Targeted deletion of NF-kappaB p50 diminishes the cardioprotection of histone deacetylase inhibition.

We have recently demonstrated that the inhibition of histone deacetylases (HDAC) protects the heart against ischemia-reperfusion (I/R) injury. The mechanism by which HDAC inhibition confers myocardial protection remains unknown. The purpose of this study is to investigate whether the disruption of NF-kappaB p50 would eliminate the protective effects of HDAC inhibition. Wild-type and NF-kappaB p50-deficient mice were treated with trichostatin A (TSA; 0.1 mg/kg ip), a potent inhibitor of HDACs. Twenty-four hours later, the hearts were perfused in Langendorff model and subjected to 30 min of ischemia and 30 min of reperfusion.

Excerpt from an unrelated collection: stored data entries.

//! Repository for the `bulk_operations` table.
//!
//! Status flips are guarded by the current status in the WHERE clause so
//! a cooperative cancel and a finishing executor cannot both win: the
//! executor's terminal update affects zero rows once the record reads
//! `cancelled`, and the record still ends terminal.

use sqlx::PgPool;

use collegium_core::bulk::{BulkStatus, OperationKind};
use collegium_core::types::DbId;

use crate::models::bulk_operation::BulkOperation;

/// Column list shared across queries to avoid repetition.
const COLUMNS: &str = "id, operation_kind, status, requested_by, parameters, progress_pct, \
    result, error_message, created_at, started_at, finished_at";

/// Provides CRUD operations for bulk operations.
pub struct BulkOperationRepo;

impl BulkOperationRepo {
    /// Insert a new pending operation record at submission time.
    pub async fn create(
        pool: &PgPool,
        kind: OperationKind,
        requested_by: DbId,
        parameters: &serde_json::Value,
    ) -> Result<BulkOperation, sqlx::Error> {
        let query = format!(
            "INSERT INTO bulk_operations (operation_kind, requested_by, parameters) \
             VALUES ($1, $2, $3) \
             RETURNING {COLUMNS}"
        );
        sqlx::query_as::<_, BulkOperation>(&query)
            .bind(kind.as_str())
            .bind(requested_by)
            .bind(parameters)
            .fetch_one(pool)
            .await
    }

    /// Find a single operation by ID.
    pub async fn find_by_id(
        pool: &PgPool,
        id: DbId,
    ) -> Result<Option<BulkOperation>, sqlx::Error> {
        let query = format!("SELECT {COLUMNS} FROM bulk_operations WHERE id = $1");
        sqlx::query_as::<_, BulkOperation>(&query)
            .bind(id)
            .fetch_optional(pool)
            .await
    }

    /// Flip a pending operation to running. Returns `false` if it was
    /// cancelled before the executor picked it up.
    pub async fn mark_running(pool: &PgPool, id: DbId) -> Result<bool, sqlx::Error> {
        let result = sqlx::query(
            "UPDATE bulk_operations SET status = 'running', started_at = NOW() \
             WHERE id = $1 AND status = 'pending'",
        )
        .bind(id)
        .execute(pool)
        .await?;
        Ok(result.rows_affected() > 0)
    }

    /// Update progress while running.
    pub async fn update_progress(
        pool: &PgPool,
        id: DbId,
        progress_pct: i32,
    ) -> Result<(), sqlx::Error> {
        sqlx::query(
            "UPDATE bulk_operations SET progress_pct = $2 \
             WHERE id = $1 AND status = 'running'",
        )
        .bind(id)
        .bind(progress_pct.clamp(0, 100))
        .execute(pool)
        .await?;
        Ok(())
    }

    /// Mark a running operation completed with its result document.
    pub async fn complete(
        pool: &PgPool,
        id: DbId,
        result: &serde_json::Value,
    ) -> Result<bool, sqlx::Error> {
        let res = sqlx::query(
            "UPDATE bulk_operations \
             SET status = 'completed', progress_pct = 100, result = $2, finished_at = NOW() \
             WHERE id = $1 AND status = 'running'",
        )
        .bind(id)
        .bind(result)
        .execute(pool)
        .await?;
        Ok(res.rows_affected() > 0)
    }

    /// Mark a running operation failed, capturing the error and whatever
    /// partial report is useful for diagnosis (nothing was committed).
    pub async fn fail(
        pool: &PgPool,
        id: DbId,
        error_message: &str,
        result: Option<&serde_json::Value>,
    ) -> Result<bool, sqlx::Error> {
        let res = sqlx::query(
            "UPDATE bulk_operations \
             SET status = 'failed', error_message = $2, result = $3, finished_at = NOW() \
             WHERE id = $1 AND status IN ('pending', 'running')",
        )
        .bind(id)
        .bind(error_message)
        .bind(result)
        .execute(pool)
        .await?;
        Ok(res.rows_affected() > 0)
    }

    /// Request cancellation. Only pending/running operations can flip;
    /// the row returned reflects the new state, `None` means the
    /// operation was already terminal (or missing).
    pub async fn cancel(pool: &PgPool, id: DbId) -> Result<Option<BulkOperation>, sqlx::Error> {
        let query = format!(
            "UPDATE bulk_operations \
             SET status = 'cancelled', finished_at = NOW() \
             WHERE id = $1 AND status IN ('pending', 'running') \
             RETURNING {COLUMNS}"
        );
        sqlx::query_as::<_, BulkOperation>(&query)
            .bind(id)
            .fetch_optional(pool)
            .await
    }

    /// Whether a cancel has been requested. Consulted by the executor
    /// between phases, never mid-transaction.
    pub async fn is_cancelled(pool: &PgPool, id: DbId) -> Result<bool, sqlx::Error> {
        let status: Option<String> =
            sqlx::query_scalar("SELECT status FROM bulk_operations WHERE id = $1")
                .bind(id)
                .fetch_optional(pool)
                .await?;
        Ok(status.as_deref() == Some(BulkStatus::Cancelled.as_str()))
    }

    /// List operations, newest first, optionally filtered by status.
    pub async fn list(
        pool: &PgPool,
        status: Option<BulkStatus>,
        limit: i64,
        offset: i64,
    ) -> Result<Vec<BulkOperation>, sqlx::Error> {
        let query = format!(
            "SELECT {COLUMNS} FROM bulk_operations \
             WHERE ($1::text IS NULL OR status = $1) \
             ORDER BY created_at DESC \
             LIMIT $2 OFFSET $3"
        );
        sqlx::query_as::<_, BulkOperation>(&query)
            .bind(status.map(|s| s.as_str()))
            .bind(limit)
            .bind(offset)
            .fetch_all(pool)
            .await
    }
}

Inhibition of HDACs by TSA in wild-type mice produced marked improvements in left ventricular end-diastolic pressure, left ventricular rate pressure product, and the reduction of infarct size compared with non-TSA-treated group. TSA-induced cardioprotection in wild-type animals was absent with genetic deletion of NF-kappaB p50 subunit. Notably, Western blot displayed a significant increase in nuclear NF-kappaB p50 and the immunoprecipitation demonstrated a remarkable acetylation of NF-kappaB p50 at lysine residues following HDAC inhibition. EMSA exhibited a subsequent increase in NF-kappaB DNA binding activity. Luciferase assay demonstrated an activation of NF-kappaB by HDAC inhibition. The pretreatment of H9c2 cardiomyoblasts with TSA (50 nmol/l) decreased cell necrosis and increased in cell viability in simulated ischemia. The resistance of H9c2 cardiomyoblasts to simulated ischemia by HDAC inhibition was eliminated by genetic knockdown of NF-kappaB p50 with transfection of NF-kappaB p50 short interfering RNA but not scrambled short interfering RNA. These results suggest that NF-kappaB p50 acetylation and activation play a pivotal role in HDAC inhibition-induced cardioprotection.